**WHAT YOU NEED TO DO**
Going from the top of the data below, give again each line through the one containing "stay clustered around", both ends kept.

**Saved entries**
· · · ·

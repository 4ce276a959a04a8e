//! A hash map for arbitrary keys over the Robin Hood table.
//!
//! This module provides a `RobinMap` that wraps the [`RobinTable`] and
//! provides a standard key-value map interface with configurable hashers,
//! including an Entry API for in-place manipulation.

use core::fmt::Debug;
use core::hash::BuildHasher;
use core::hash::Hash;
use core::hash::Hasher;
use core::mem;
use core::ops::AddAssign;

use alloc::boxed::Box;
use alloc::vec::Vec;

use crate::containers::BufferAllocationError;
use crate::mix;
use crate::pool::Cursor;
use crate::pool::IteratorPool;
use crate::robin_table::RobinTable;

/// A hash map for arbitrary keys, using Robin Hood displacement.
///
/// `RobinMap<K, V, S>` stores key-value pairs where keys implement
/// `Hash + Eq`, hashed through a caller-supplied [`BuildHasher`] and a
/// per-instance perturbation seed. Probe distances stay clustered around
/// the mean, so worst-case lookups track the average closely even under
/// hostile key streams.
///
/// # Examples
///
/// ```rust
/// # use core::hash::BuildHasher;
/// # use siphasher::sip::SipHasher;
/// #
/// # use robin_hash::RobinMap;
/// #
/// # #[derive(Default)]
/// # struct SimpleHasher;
/// # impl BuildHasher for SimpleHasher {
/// #     type Hasher = SipHasher;
/// #
/// #     fn build_hasher(&self) -> Self::Hasher {
/// #         SipHasher::new()
/// #     }
/// # }
/// #
/// let mut map = RobinMap::with_hasher(SimpleHasher);
/// assert_eq!(map.insert("a", 1), None);
/// assert_eq!(map.insert("a", 2), Some(1));
/// assert_eq!(map.get(&"a"), Some(&2));
/// ```
pub struct RobinMap<K, V, S> {
    table: RobinTable<K, V>,
    hash_builder: S,
    pool: IteratorPool<Cursor>,
}

impl<K, V, S> RobinMap<K, V, S>
where
    K: Hash + Eq,
    S: BuildHasher,
{
    /// Creates an empty map with the given hasher builder.
    pub fn with_hasher(hash_builder: S) -> Self {
        Self {
            table: RobinTable::new(),
            hash_builder,
            pool: IteratorPool::new(),
        }
    }

    /// Creates an empty map that can hold `expected` entries without
    /// reallocating, with the given hasher builder.
    pub fn with_capacity_and_hasher(expected: usize, hash_builder: S) -> Self {
        Self {
            table: RobinTable::with_capacity(expected),
            hash_builder,
            pool: IteratorPool::new(),
        }
    }

    /// Creates an empty map with the given capacity, load factor and
    /// hasher builder.
    ///
    /// # Panics
    ///
    /// Panics if `load_factor` is outside `(0, 1]`.
    pub fn with_load_factor_and_hasher(
        expected: usize,
        load_factor: f32,
        hash_builder: S,
    ) -> Self {
        Self {
            table: RobinTable::with_capacity_and_load_factor(expected, load_factor),
            hash_builder,
            pool: IteratorPool::new(),
        }
    }

    /// Returns the number of entries in the map.
    pub fn len(&self) -> usize {
        self.table.len()
    }

    /// Returns `true` if the map contains no entries.
    pub fn is_empty(&self) -> bool {
        self.table.is_empty()
    }

    /// Maximum number of entries the map holds before its next growth.
    pub fn capacity(&self) -> usize {
        self.table.capacity()
    }

    /// Removes all entries. Keeps the allocated buffers.
    pub fn clear(&mut self) {
        self.table.clear();
    }

    /// Inserts a key-value pair, returning the previous value if the key
    /// was already present.
    ///
    /// # Examples
    ///
    /// ```rust
    /// # use core::hash::BuildHasher;
    /// # use siphasher::sip::SipHasher;
    /// #
    /// # use robin_hash::RobinMap;
    /// #
    /// # #[derive(Default)]
    /// # struct SimpleHasher;
    /// # impl BuildHasher for SimpleHasher {
    /// #     type Hasher = SipHasher;
    /// #
    /// #     fn build_hasher(&self) -> Self::Hasher {
    /// #         SipHasher::new()
    /// #     }
    /// # }
    /// #
    /// let mut map = RobinMap::with_hasher(SimpleHasher);
    /// assert_eq!(map.insert(37, "a"), None);
    /// assert_eq!(map.insert(37, "b"), Some("a"));
    /// ```
    pub fn insert(&mut self, key: K, value: V) -> Option<V> {
        let hash = self.hash_builder.hash_one(&key);
        self.table.insert(hash, key, value, |a, b| a == b, |k| {
            self.hash_builder.hash_one(k)
        })
    }

    /// Inserts every pair from the iterator, returning how many keys were
    /// newly added.
    pub fn insert_all<I>(&mut self, pairs: I) -> usize
    where
        I: IntoIterator<Item = (K, V)>,
    {
        let before = self.len();
        for (key, value) in pairs {
            self.insert(key, value);
        }
        self.len() - before
    }

    /// Inserts only if the key is absent. Returns `true` if the value was
    /// inserted.
    pub fn insert_if_absent(&mut self, key: K, value: V) -> bool {
        match self.entry(key) {
            Entry::Occupied(_) => false,
            Entry::Vacant(entry) => {
                entry.insert(value);
                true
            }
        }
    }

    /// Returns a reference to the value stored for `key`.
    pub fn get(&self, key: &K) -> Option<&V> {
        let hash = self.hash_builder.hash_one(key);
        self.table.find(hash, |k| k == key).map(|(_, value)| value)
    }

    /// Returns a mutable reference to the value stored for `key`.
    pub fn get_mut(&mut self, key: &K) -> Option<&mut V> {
        let hash = self.hash_builder.hash_one(key);
        self.table
            .find_mut(hash, |k| k == key)
            .map(|(_, value)| value)
    }

    /// Returns `true` if the map contains `key`.
    pub fn contains_key(&self, key: &K) -> bool {
        let hash = self.hash_builder.hash_one(key);
        self.table.contains(hash, |k| k == key)
    }

    /// Removes `key`, returning its value if it was present.
    pub fn remove(&mut self, key: &K) -> Option<V> {
        self.remove_entry(key).map(|(_, value)| value)
    }

    /// Removes `key`, returning the stored pair if it was present.
    pub fn remove_entry(&mut self, key: &K) -> Option<(K, V)> {
        let hash = self.hash_builder.hash_one(key);
        self.table.remove(hash, |k| k == key)
    }

    /// Removes every entry matched by the predicate, returning how many
    /// were removed.
    ///
    /// The predicate must not touch the map being scanned. If it panics,
    /// the map remains consistent with whatever removals completed.
    pub fn remove_matching(&mut self, pred: impl FnMut(&K, &V) -> bool) -> usize {
        self.table.remove_matching(pred)
    }

    /// Keeps only the entries matched by the predicate.
    pub fn retain(&mut self, mut pred: impl FnMut(&K, &V) -> bool) {
        self.table.remove_matching(|key, value| !pred(key, value));
    }

    /// Reserves room for at least `additional` more entries, reporting
    /// allocation failure instead of aborting.
    pub fn try_reserve(&mut self, additional: usize) -> Result<(), BufferAllocationError> {
        self.table
            .try_reserve(additional, |k| self.hash_builder.hash_one(k))
    }

    /// Gets the entry handle for `key`, for in-place manipulation.
    ///
    /// # Examples
    ///
    /// ```rust
    /// # use core::hash::BuildHasher;
    /// # use siphasher::sip::SipHasher;
    /// #
    /// # use robin_hash::RobinMap;
    /// #
    /// # #[derive(Default)]
    /// # struct SimpleHasher;
    /// # impl BuildHasher for SimpleHasher {
    /// #     type Hasher = SipHasher;
    /// #
    /// #     fn build_hasher(&self) -> Self::Hasher {
    /// #         SipHasher::new()
    /// #     }
    /// # }
    /// #
    /// let mut map = RobinMap::with_hasher(SimpleHasher);
    /// map.entry("a").or_insert(1);
    /// *map.entry("a").or_insert(99) += 1;
    /// assert_eq!(map.get(&"a"), Some(&2));
    /// ```
    pub fn entry(&mut self, key: K) -> Entry<'_, K, V, S> {
        let hash = self.hash_builder.hash_one(&key);
        match self.table.find_slot(hash, |k| k == &key) {
            Some(slot) => Entry::Occupied(OccupiedEntry { map: self, slot }),
            None => Entry::Vacant(VacantEntry {
                map: self,
                key,
                hash,
            }),
        }
    }

    /// Returns an iterator over the entries, in descending slot order.
    pub fn iter(&self) -> Iter<'_, K, V, S> {
        let mut cursor = self.pool.borrow();
        cursor.pos = self.table.slots();
        Iter {
            map: self,
            cursor: Some(cursor),
        }
    }

    /// Returns an iterator over the keys.
    pub fn keys(&self) -> Keys<'_, K, V, S> {
        Keys { inner: self.iter() }
    }

    /// Returns an iterator over the values.
    pub fn values(&self) -> Values<'_, K, V, S> {
        Values { inner: self.iter() }
    }

    /// Clones the entries into a fresh vector.
    pub fn to_vec(&self) -> Vec<(K, V)>
    where
        K: Clone,
        V: Clone,
    {
        self.iter()
            .map(|(key, value)| (key.clone(), value.clone()))
            .collect()
    }

    /// Collects probe-distance statistics over the live entries.
    #[cfg(feature = "stats")]
    pub fn probe_stats(&self) -> crate::hash_table::ProbeStats {
        self.table.probe_stats()
    }

    #[cfg(test)]
    pub(crate) fn pool_available(&self) -> usize {
        self.pool.available()
    }

    #[cfg(test)]
    pub(crate) fn table(&self) -> &RobinTable<K, V> {
        &self.table
    }
}

impl<K, V, S> RobinMap<K, V, S>
where
    K: Hash + Eq,
    V: AddAssign + Copy,
    S: BuildHasher,
{
    /// Inserts `put_value` if the key is absent; otherwise adds
    /// `addition` to the existing value. Returns the value now stored.
    pub fn put_or_add(&mut self, key: K, put_value: V, addition: V) -> V {
        match self.entry(key) {
            Entry::Occupied(mut entry) => {
                let value = entry.get_mut();
                *value += addition;
                *value
            }
            Entry::Vacant(entry) => {
                entry.insert(put_value);
                put_value
            }
        }
    }

    /// Adds `addition` to the value stored for `key`, inserting it if the
    /// key is absent. Returns the value now stored.
    pub fn add_to(&mut self, key: K, addition: V) -> V {
        self.put_or_add(key, addition, addition)
    }
}
impl<K, S> Eq for RobinSet<K, S>
where
    K: Hash + Eq,
    S: BuildHasher,
{
}

impl<K, S> Hash for RobinSet<K, S>
where
    K: Hash + Eq,
    S: BuildHasher,
{
    fn hash<H: Hasher>(&self, state: &mut H) {
        // Order-independent, and independent of the hasher builder state,
        // so equal sets agree on their hash.
        let mut acc: u64 = 0;
        for key in self.iter() {
            acc = acc.wrapping_add(mix::fold_hash(key));
        }
        state.write_usize(self.len());
        state.write_u64(acc);
    }
}

impl<K, S> Extend<K> for RobinSet<K, S>
where
    K: Hash + Eq,
    S: BuildHasher,
{
    fn extend<I: IntoIterator<Item = K>>(&mut self, iter: I) {
        self.insert_all(iter);
    }
}

impl<K, S> FromIterator<K> for RobinSet<K, S>
where
    K: Hash + Eq,
    S: BuildHasher + Default,
{
    fn from_iter<I: IntoIterator<Item = K>>(iter: I) -> Self {
        let mut set = Self::new();
        set.insert_all(iter);
        set
    }
}

impl<'a, K, S> IntoIterator for &'a RobinSet<K, S>
where
    K: Hash + Eq,
    S: BuildHasher,
{
    type Item = &'a K;
    type IntoIter = Iter<'a, K, S>;

    fn into_iter(self) -> Self::IntoIter {
        self.iter()
    }
}

/// An iterator over a set's keys.
///
/// The cursor is borrowed from the set's iterator pool and handed back
/// when the iterator is exhausted or dropped.
pub struct Iter<'a, K, S> {
    set: &'a RobinSet<K, S>,
    cursor: Option<Box<Cursor>>,
}

impl<'a, K, S> Iterator for Iter<'a, K, S> {
    type Item = &'a K;

    fn next(&mut self) -> Option<&'a K> {
        let cursor = self.cursor.as_mut()?;
        while cursor.pos > 0 {
            cursor.pos -= 1;
            if let Some((key, ())) = self.set.table.entry_at(cursor.pos) {
                return Some(key);
            }
        }

        if let Some(cursor) = self.cursor.take() {
            self.set.pool.release(cursor);
        }
        None
    }

    fn size_hint(&self) -> (usize, Option<usize>) {
        (0, Some(self.set.table.len()))
    }
}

· · · ·

**ANSWER TO THE PROBLEM**
repository 4ce276a959a04a8e
//! A hash map for arbitrary keys over the Robin Hood table.
//!
//! This module provides a `RobinMap` that wraps the [`RobinTable`] and
//! provides a standard key-value map interface with configurable hashers,
//! including an Entry API for in-place manipulation.

use core::fmt::Debug;
use core::hash::BuildHasher;
use core::hash::Hash;
use core::hash::Hasher;
use core::mem;
use core::ops::AddAssign;

use alloc::boxed::Box;
use alloc::vec::Vec;

use crate::containers::BufferAllocationError;
use crate::mix;
use crate::pool::Cursor;
use crate::pool::IteratorPool;
use crate::robin_table::RobinTable;

/// A hash map for arbitrary keys, using Robin Hood displacement.
///
/// `RobinMap<K, V, S>` stores key-value pairs where keys implement
/// `Hash + Eq`, hashed through a caller-supplied [`BuildHasher`] and a
/// per-instance perturbation seed. Probe distances stay clustered around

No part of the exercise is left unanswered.